Como siempre en las bodas, lo primero que hice al sentarme fue mirar el menú. Tenía muchas letras, así que me sentí expectante: Tartaleta hojaldrada con frutos de mar sobre fondo de verduras, capón asado al tomillo, frutos secos y tarta, todo ello con blanco D.O. Rías Baixas, tinto D.O. Rioja y cava.

Y en estas llega el primer plato. Parecía un canapé, no hacía falta tenedor ni cuchillo para comerlo. Lo cogí con la mano, para adentro y el primer plato finito. Así lo conté en la televisión. A pesar de su pomposo nombre, el segundo era una especie de pechuga hervida, con una salsa. Viendo ya que no iba a venir mucho más, pedí que me sirvieran tres trozos. Y la tarta era simulada, porque lo que nos dieron no era más que un bombón, una cosa pequeña de chocolate. Por lo tanto, cuando me preguntaron que si pasé hambre respondí que a las seis de la tarde necesité tomar un suplemento en el hotel.

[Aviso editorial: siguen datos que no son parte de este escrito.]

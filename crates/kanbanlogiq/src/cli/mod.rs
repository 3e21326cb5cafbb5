//! Command-line interface for kanbanlogiq.
//!
//! This module provides the CLI structure for the `kanbanlogiq` binary.
//! The handlers live in the binary itself.

mod commands;

use std::path::PathBuf;

use clap::{Parser, Subcommand};

pub use commands::{
    ConfigCommand, DbCommand, HomeCommand, LoginCommand, OrdersCommand, OutputFormat, RoleArg,
    TraysCommand, UsersCommand,
};

/// kanbanlogiq - Order and installation tray tracking
///
/// Log in as an administrator or a customer, follow order fulfilment, and
/// inspect the fill level of installation trays.
#[derive(Debug, Parser)]
#[command(name = "kanbanlogiq")]
#[command(author, version, about, long_about = None)]
#[command(propagate_version = true)]
pub struct Cli {
    /// Path to custom configuration file
    #[arg(short, long, global = true, value_name = "FILE")]
    pub config: Option<PathBuf>,

    /// Increase verbosity (-v for debug, -vv for trace)
    #[arg(short, long, action = clap::ArgAction::Count, global = true)]
    pub verbose: u8,

    /// Suppress all output except errors
    #[arg(short, long, global = true)]
    pub quiet: bool,

    /// The command to execute
    #[command(subcommand)]
    pub command: Command,
}

/// Available commands.
#[derive(Debug, Subcommand)]
pub enum Command {
    /// Log in and print where the user lands
    Login(LoginCommand),

    /// Print the landing page for a role
    Home(HomeCommand),

    /// Show order fulfilment progress
    Orders(OrdersCommand),

    /// Show the installation trays of an order
    Trays(TraysCommand),

    /// Manage users
    #[command(subcommand)]
    Users(UsersCommand),

    /// Manage the database
    #[command(subcommand)]
    Db(DbCommand),

    /// View or validate configuration
    #[command(subcommand)]
    Config(ConfigCommand),
}
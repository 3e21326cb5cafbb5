//! CLI command definitions.
//!
//! This module defines the structure of all CLI subcommands.

use std::path::PathBuf;

use clap::{Args, Subcommand, ValueEnum};

use crate::role::{Role, ADMINISTRATOR_SLUG, CUSTOMER_SLUG};

/// Login command arguments.
#[derive(Debug, Args)]
pub struct LoginCommand {
    /// Account email
    #[arg(short, long)]
    pub email: String,

    /// Account password
    #[arg(short, long)]
    pub password: String,
}

/// Home command arguments.
#[derive(Debug, Args)]
pub struct HomeCommand {
    /// Role display name, e.g. "Amministratore" or "Cliente"
    #[arg(short, long)]
    pub role: String,
}

/// Orders command arguments.
#[derive(Debug, Args)]
pub struct OrdersCommand {
    /// Only show orders of this customer
    #[arg(long, value_name = "ID")]
    pub customer: Option<i64>,

    /// Output format
    #[arg(short, long, value_enum, default_value = "plain")]
    pub format: OutputFormat,
}

/// Trays command arguments.
#[derive(Debug, Args)]
pub struct TraysCommand {
    /// Order whose trays to show
    pub order_id: i64,

    /// Output format
    #[arg(short, long, value_enum, default_value = "plain")]
    pub format: OutputFormat,
}

/// User management commands.
#[derive(Debug, Subcommand)]
pub enum UsersCommand {
    /// Create a user
    Add {
        /// Account email
        #[arg(short, long)]
        email: String,

        /// Account password
        #[arg(short, long)]
        password: String,

        /// Full name
        #[arg(short, long)]
        name: String,

        /// Access level
        #[arg(short, long, value_enum, default_value = "customer")]
        role: RoleArg,
    },
}

/// Database commands.
#[derive(Debug, Subcommand)]
pub enum DbCommand {
    /// Drop every table, recreate the schema, and load demo data
    Rebuild {
        /// Skip confirmation prompt
        #[arg(short, long)]
        yes: bool,
    },

    /// Show row counts and schema version
    Status {
        /// Output as JSON
        #[arg(short, long)]
        json: bool,
    },
}

/// Configuration commands.
#[derive(Debug, Subcommand)]
pub enum ConfigCommand {
    /// Show current configuration
    Show {
        /// Output as JSON
        #[arg(short, long)]
        json: bool,
    },

    /// Show the configuration file path
    Path,

    /// Validate configuration
    Validate {
        /// Path to configuration file to validate
        #[arg(short, long)]
        file: Option<PathBuf>,
    },
}

/// Role argument for user creation.
#[derive(Debug, Clone, Copy, PartialEq, Eq, ValueEnum)]
pub enum RoleArg {
    /// Back-office administrator
    Admin,
    /// Customer
    Customer,
}

impl From<RoleArg> for Role {
    fn from(arg: RoleArg) -> Self {
        match arg {
            RoleArg::Admin => Role::from_slug(ADMINISTRATOR_SLUG),
            RoleArg::Customer => Role::from_slug(CUSTOMER_SLUG),
        }
    }
}

/// Output format for commands.
#[derive(Debug, Clone, Copy, PartialEq, Eq, Default, ValueEnum)]
pub enum OutputFormat {
    /// Plain text output
    #[default]
    Plain,
    /// HTML fragments
    Html,
    /// JSON output
    Json,
}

La verdad es que todo estaba rico, pero escaso, teniendo como tengo de referencia las bodas de Cantabria. Y así lo dije, insisto, con naturalidad y sin pensar en las consecuencias que iban a tener mis palabras.

Sí es cierto que cuando llegué a casa mi mujer me dijo que por qué había contado esas cosas, pero yo le expliqué que me había limitado a responder a lo que me habían preguntado. Y a hablar de esta boda como de la de cualquier otra pareja.

A los pocos días, entró en escena un programa televisivo que era de los más vistos en España en ese momento, Crónicas Marcianas. Su presentador, Javier Sardá, explicó que se habían dirigido a la televisión local de Vocento en Cantabria para pedir una copia del programa donde yo había dicho que había pasado hambre en la boda, y que no les habían querido enviar el vídeo.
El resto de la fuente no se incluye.